_RECORDS SHOWN_
◇ ◇ ◇ ◇ ◇ ◇ ◇

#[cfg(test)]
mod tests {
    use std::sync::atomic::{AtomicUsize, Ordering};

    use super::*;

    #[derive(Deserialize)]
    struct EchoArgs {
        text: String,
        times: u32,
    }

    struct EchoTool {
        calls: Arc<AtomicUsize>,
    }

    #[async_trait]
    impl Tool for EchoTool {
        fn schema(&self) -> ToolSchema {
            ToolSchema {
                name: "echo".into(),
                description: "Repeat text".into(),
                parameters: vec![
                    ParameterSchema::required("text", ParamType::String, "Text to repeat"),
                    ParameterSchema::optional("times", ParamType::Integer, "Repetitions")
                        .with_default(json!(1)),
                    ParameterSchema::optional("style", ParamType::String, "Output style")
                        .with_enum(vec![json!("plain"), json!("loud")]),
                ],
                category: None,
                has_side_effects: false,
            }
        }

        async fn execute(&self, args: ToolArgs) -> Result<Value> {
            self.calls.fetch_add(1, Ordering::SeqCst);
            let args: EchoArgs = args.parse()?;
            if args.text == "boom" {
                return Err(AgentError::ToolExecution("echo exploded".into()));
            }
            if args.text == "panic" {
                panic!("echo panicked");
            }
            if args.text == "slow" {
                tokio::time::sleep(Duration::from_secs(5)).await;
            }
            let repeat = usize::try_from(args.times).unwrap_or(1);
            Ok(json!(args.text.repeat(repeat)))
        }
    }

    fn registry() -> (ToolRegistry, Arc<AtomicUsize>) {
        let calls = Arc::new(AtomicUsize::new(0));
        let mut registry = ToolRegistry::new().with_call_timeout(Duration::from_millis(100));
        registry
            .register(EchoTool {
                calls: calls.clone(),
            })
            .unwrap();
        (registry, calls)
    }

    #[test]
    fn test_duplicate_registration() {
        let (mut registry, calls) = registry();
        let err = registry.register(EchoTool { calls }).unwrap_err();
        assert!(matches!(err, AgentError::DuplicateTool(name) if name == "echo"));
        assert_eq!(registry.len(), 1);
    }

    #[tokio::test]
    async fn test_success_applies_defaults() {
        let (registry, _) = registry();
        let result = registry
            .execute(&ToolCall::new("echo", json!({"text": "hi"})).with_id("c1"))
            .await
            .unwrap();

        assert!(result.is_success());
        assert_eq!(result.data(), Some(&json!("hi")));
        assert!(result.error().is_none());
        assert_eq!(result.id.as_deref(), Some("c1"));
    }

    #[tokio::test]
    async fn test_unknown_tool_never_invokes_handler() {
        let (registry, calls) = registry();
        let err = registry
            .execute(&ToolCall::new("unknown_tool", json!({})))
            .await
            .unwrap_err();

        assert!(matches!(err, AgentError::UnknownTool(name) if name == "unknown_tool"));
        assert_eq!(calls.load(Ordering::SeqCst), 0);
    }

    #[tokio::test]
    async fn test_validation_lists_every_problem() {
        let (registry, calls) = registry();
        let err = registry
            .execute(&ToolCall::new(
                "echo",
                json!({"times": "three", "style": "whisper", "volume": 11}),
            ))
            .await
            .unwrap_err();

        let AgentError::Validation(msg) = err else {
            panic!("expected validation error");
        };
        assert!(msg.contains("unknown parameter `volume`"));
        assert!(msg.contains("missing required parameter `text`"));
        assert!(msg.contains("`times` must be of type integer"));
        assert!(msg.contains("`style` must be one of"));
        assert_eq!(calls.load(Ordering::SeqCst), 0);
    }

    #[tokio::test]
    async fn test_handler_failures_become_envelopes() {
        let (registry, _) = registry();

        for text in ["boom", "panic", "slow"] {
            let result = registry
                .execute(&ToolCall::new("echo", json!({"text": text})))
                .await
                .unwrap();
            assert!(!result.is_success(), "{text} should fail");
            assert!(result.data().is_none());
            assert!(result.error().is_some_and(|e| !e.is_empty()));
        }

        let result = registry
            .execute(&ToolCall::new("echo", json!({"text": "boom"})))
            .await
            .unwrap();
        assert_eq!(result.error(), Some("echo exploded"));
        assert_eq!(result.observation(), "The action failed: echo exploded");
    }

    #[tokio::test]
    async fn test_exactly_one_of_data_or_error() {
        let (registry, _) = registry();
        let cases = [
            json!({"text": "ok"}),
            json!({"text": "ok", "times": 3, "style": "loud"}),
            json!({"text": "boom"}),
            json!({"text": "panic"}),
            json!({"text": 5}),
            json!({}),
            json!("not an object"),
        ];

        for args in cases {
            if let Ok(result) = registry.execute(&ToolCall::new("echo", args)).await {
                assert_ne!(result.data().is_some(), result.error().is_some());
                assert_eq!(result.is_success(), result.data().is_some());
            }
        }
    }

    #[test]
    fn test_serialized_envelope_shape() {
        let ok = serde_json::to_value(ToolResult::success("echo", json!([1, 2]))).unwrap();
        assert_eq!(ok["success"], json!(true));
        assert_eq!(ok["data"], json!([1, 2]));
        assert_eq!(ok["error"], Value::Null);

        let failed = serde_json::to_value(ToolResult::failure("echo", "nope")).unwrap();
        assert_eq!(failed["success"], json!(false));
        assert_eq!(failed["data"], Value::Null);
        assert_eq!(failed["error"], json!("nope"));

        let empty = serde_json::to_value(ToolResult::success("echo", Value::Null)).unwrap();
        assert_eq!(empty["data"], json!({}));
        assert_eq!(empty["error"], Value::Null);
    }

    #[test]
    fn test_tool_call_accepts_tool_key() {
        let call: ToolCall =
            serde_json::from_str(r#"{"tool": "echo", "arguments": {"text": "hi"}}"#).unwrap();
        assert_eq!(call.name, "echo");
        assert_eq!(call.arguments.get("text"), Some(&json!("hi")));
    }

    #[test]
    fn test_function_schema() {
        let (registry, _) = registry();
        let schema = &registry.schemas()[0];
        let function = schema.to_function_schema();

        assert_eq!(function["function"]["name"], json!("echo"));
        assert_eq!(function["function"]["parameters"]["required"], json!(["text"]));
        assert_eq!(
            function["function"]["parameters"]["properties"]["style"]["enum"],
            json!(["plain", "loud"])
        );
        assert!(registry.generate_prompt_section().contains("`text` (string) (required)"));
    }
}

◇ ◇ ◇ ◇ ◇ ◇ ◇

_WHAT IS REQUIRED_
Please return the entire listing, unchanged.

_RESPONSE_
#[cfg(test)]
mod tests {
    use std::sync::atomic::{AtomicUsize, Ordering};

    use super::*;

    #[derive(Deserialize)]
    struct EchoArgs {
        text: String,
        times: u32,
    }

    struct EchoTool {
        calls: Arc<AtomicUsize>,
    }

    #[async_trait]
    impl Tool for EchoTool {
        fn schema(&self) -> ToolSchema {
            ToolSchema {
                name: "echo".into(),
                description: "Repeat text".into(),
                parameters: vec![
                    ParameterSchema::required("text", ParamType::String, "Text to repeat"),
                    ParameterSchema::optional("times", ParamType::Integer, "Repetitions")
                        .with_default(json!(1)),
                    ParameterSchema::optional("style", ParamType::String, "Output style")
                        .with_enum(vec![json!("plain"), json!("loud")]),
                ],
                category: None,
                has_side_effects: false,
            }
        }

        async fn execute(&self, args: ToolArgs) -> Result<Value> {
            self.calls.fetch_add(1, Ordering::SeqCst);
            let args: EchoArgs = args.parse()?;
            if args.text == "boom" {
                return Err(AgentError::ToolExecution("echo exploded".into()));
            }
            if args.text == "panic" {
                panic!("echo panicked");
            }
            if args.text == "slow" {
                tokio::time::sleep(Duration::from_secs(5)).await;
            }
            let repeat = usize::try_from(args.times).unwrap_or(1);
            Ok(json!(args.text.repeat(repeat)))
        }
    }

    fn registry() -> (ToolRegistry, Arc<AtomicUsize>) {
        let calls = Arc::new(AtomicUsize::new(0));
        let mut registry = ToolRegistry::new().with_call_timeout(Duration::from_millis(100));
        registry
            .register(EchoTool {
                calls: calls.clone(),
            })
            .unwrap();
        (registry, calls)
    }

    #[test]
    fn test_duplicate_registration() {
        let (mut registry, calls) = registry();
        let err = registry.register(EchoTool { calls }).unwrap_err();
        assert!(matches!(err, AgentError::DuplicateTool(name) if name == "echo"));
        assert_eq!(registry.len(), 1);
    }

    #[tokio::test]
    async fn test_success_applies_defaults() {
        let (registry, _) = registry();
        let result = registry
            .execute(&ToolCall::new("echo", json!({"text": "hi"})).with_id("c1"))
            .await
            .unwrap();

        assert!(result.is_success());
        assert_eq!(result.data(), Some(&json!("hi")));
        assert!(result.error().is_none());
        assert_eq!(result.id.as_deref(), Some("c1"));
    }

    #[tokio::test]
    async fn test_unknown_tool_never_invokes_handler() {
        let (registry, calls) = registry();
        let err = registry
            .execute(&ToolCall::new("unknown_tool", json!({})))
            .await
            .unwrap_err();

        assert!(matches!(err, AgentError::UnknownTool(name) if name == "unknown_tool"));
        assert_eq!(calls.load(Ordering::SeqCst), 0);
    }

    #[tokio::test]
    async fn test_validation_lists_every_problem() {
        let (registry, calls) = registry();
        let err = registry
            .execute(&ToolCall::new(
                "echo",
                json!({"times": "three", "style": "whisper", "volume": 11}),
            ))
            .await
            .unwrap_err();

        let AgentError::Validation(msg) = err else {
            panic!("expected validation error");
        };
        assert!(msg.contains("unknown parameter `volume`"));
        assert!(msg.contains("missing required parameter `text`"));
        assert!(msg.contains("`times` must be of type integer"));
        assert!(msg.contains("`style` must be one of"));
        assert_eq!(calls.load(Ordering::SeqCst), 0);
    }

    #[tokio::test]
    async fn test_handler_failures_become_envelopes() {
        let (registry, _) = registry();

        for text in ["boom", "panic", "slow"] {
            let result = registry
                .execute(&ToolCall::new("echo", json!({"text": text})))
                .await
                .unwrap();
            assert!(!result.is_success(), "{text} should fail");
            assert!(result.data().is_none());
            assert!(result.error().is_some_and(|e| !e.is_empty()));
        }

        let result = registry
            .execute(&ToolCall::new("echo", json!({"text": "boom"})))
            .await
            .unwrap();
        assert_eq!(result.error(), Some("echo exploded"));
        assert_eq!(result.observation(), "The action failed: echo exploded");
    }

    #[tokio::test]
    async fn test_exactly_one_of_data_or_error() {
        let (registry, _) = registry();
        let cases = [
            json!({"text": "ok"}),
            json!({"text": "ok", "times": 3, "style": "loud"}),
            json!({"text": "boom"}),
            json!({"text": "panic"}),
            json!({"text": 5}),
            json!({}),
            json!("not an object"),
        ];

        for args in cases {
            if let Ok(result) = registry.execute(&ToolCall::new("echo", args)).await {
                assert_ne!(result.data().is_some(), result.error().is_some());
                assert_eq!(result.is_success(), result.data().is_some());
            }
        }
    }

    #[test]
    fn test_serialized_envelope_shape() {
        let ok = serde_json::to_value(ToolResult::success("echo", json!([1, 2]))).unwrap();
        assert_eq!(ok["success"], json!(true));
        assert_eq!(ok["data"], json!([1, 2]));
        assert_eq!(ok["error"], Value::Null);

        let failed = serde_json::to_value(ToolResult::failure("echo", "nope")).unwrap();
        assert_eq!(failed["success"], json!(false));
        assert_eq!(failed["data"], Value::Null);
        assert_eq!(failed["error"], json!("nope"));

        let empty = serde_json::to_value(ToolResult::success("echo", Value::Null)).unwrap();
        assert_eq!(empty["data"], json!({}));
        assert_eq!(empty["error"], Value::Null);
    }

    #[test]
    fn test_tool_call_accepts_tool_key() {
        let call: ToolCall =
            serde_json::from_str(r#"{"tool": "echo", "arguments": {"text": "hi"}}"#).unwrap();
        assert_eq!(call.name, "echo");
        assert_eq!(call.arguments.get("text"), Some(&json!("hi")));
    }

    #[test]
    fn test_function_schema() {
        let (registry, _) = registry();
        let schema = &registry.schemas()[0];
        let function = schema.to_function_schema();

        assert_eq!(function["function"]["name"], json!("echo"));
        assert_eq!(function["function"]["parameters"]["required"], json!(["text"]));
        assert_eq!(
            function["function"]["parameters"]["properties"]["style"]["enum"],
            json!(["plain", "loud"])
        );
        assert!(registry.generate_prompt_section().contains("`text` (string) (required)"));
    }
}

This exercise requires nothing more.